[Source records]
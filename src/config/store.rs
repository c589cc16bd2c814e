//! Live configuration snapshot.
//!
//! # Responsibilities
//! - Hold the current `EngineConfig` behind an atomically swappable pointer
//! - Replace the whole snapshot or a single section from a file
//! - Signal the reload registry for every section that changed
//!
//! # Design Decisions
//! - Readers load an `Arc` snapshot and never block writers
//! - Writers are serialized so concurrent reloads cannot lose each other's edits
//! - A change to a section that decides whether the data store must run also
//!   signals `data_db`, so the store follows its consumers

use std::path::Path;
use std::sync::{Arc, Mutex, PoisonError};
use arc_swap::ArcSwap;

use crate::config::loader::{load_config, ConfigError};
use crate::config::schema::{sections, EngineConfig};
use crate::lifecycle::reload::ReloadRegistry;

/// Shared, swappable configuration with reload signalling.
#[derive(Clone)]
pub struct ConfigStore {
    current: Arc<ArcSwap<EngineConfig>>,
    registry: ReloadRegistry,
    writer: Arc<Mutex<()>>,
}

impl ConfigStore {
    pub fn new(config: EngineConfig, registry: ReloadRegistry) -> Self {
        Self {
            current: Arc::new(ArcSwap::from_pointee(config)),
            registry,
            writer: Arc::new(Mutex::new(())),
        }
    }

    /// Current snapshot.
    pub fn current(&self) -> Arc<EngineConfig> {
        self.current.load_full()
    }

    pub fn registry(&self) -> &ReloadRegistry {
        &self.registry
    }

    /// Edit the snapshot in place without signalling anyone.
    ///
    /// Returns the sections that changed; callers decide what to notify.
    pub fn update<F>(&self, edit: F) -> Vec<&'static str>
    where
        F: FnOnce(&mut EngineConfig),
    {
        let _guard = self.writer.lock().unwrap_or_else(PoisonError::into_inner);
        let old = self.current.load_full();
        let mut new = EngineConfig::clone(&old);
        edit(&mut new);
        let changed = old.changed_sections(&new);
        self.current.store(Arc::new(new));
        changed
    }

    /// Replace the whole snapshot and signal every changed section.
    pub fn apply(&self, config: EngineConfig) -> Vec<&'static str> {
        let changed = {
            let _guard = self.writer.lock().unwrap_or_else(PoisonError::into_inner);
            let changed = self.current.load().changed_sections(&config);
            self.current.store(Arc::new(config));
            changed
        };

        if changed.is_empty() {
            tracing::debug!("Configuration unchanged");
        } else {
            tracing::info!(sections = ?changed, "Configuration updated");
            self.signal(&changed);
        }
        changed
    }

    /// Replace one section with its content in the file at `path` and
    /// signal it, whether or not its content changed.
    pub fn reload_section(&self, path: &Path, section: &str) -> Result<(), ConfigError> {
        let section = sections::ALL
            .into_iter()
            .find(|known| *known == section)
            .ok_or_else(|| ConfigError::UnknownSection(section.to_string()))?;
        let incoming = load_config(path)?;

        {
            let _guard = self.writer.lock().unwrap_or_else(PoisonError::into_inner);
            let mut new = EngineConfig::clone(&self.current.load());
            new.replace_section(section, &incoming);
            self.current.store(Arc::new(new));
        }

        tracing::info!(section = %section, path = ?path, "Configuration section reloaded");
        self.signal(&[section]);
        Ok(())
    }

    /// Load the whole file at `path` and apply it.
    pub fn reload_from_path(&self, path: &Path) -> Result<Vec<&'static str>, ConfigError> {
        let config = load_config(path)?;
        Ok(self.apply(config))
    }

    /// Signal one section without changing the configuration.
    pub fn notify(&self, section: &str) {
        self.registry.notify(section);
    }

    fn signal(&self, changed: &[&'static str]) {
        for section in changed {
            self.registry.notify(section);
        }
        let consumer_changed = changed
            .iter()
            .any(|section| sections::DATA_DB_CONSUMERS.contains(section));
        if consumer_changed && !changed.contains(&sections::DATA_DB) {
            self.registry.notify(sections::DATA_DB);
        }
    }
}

==

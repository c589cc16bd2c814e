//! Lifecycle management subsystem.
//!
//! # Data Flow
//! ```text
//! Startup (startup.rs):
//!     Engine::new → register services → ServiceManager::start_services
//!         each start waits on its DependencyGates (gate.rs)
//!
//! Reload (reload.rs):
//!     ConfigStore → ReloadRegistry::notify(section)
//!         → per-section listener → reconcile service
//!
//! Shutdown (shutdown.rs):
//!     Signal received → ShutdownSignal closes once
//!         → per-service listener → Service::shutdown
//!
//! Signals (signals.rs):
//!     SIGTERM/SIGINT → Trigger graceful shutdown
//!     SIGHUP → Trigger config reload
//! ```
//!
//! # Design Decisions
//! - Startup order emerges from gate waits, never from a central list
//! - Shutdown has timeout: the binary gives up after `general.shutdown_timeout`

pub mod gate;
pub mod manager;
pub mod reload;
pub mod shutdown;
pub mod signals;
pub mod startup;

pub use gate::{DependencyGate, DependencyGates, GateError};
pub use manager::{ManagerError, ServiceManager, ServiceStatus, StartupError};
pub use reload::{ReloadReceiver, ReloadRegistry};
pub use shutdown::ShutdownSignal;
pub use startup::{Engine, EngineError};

#### YOUR OBJECTIVE:
Your answer should be a single number: the count of lines in the data that include the word "each".

#### EXPECTED ANSWER:
2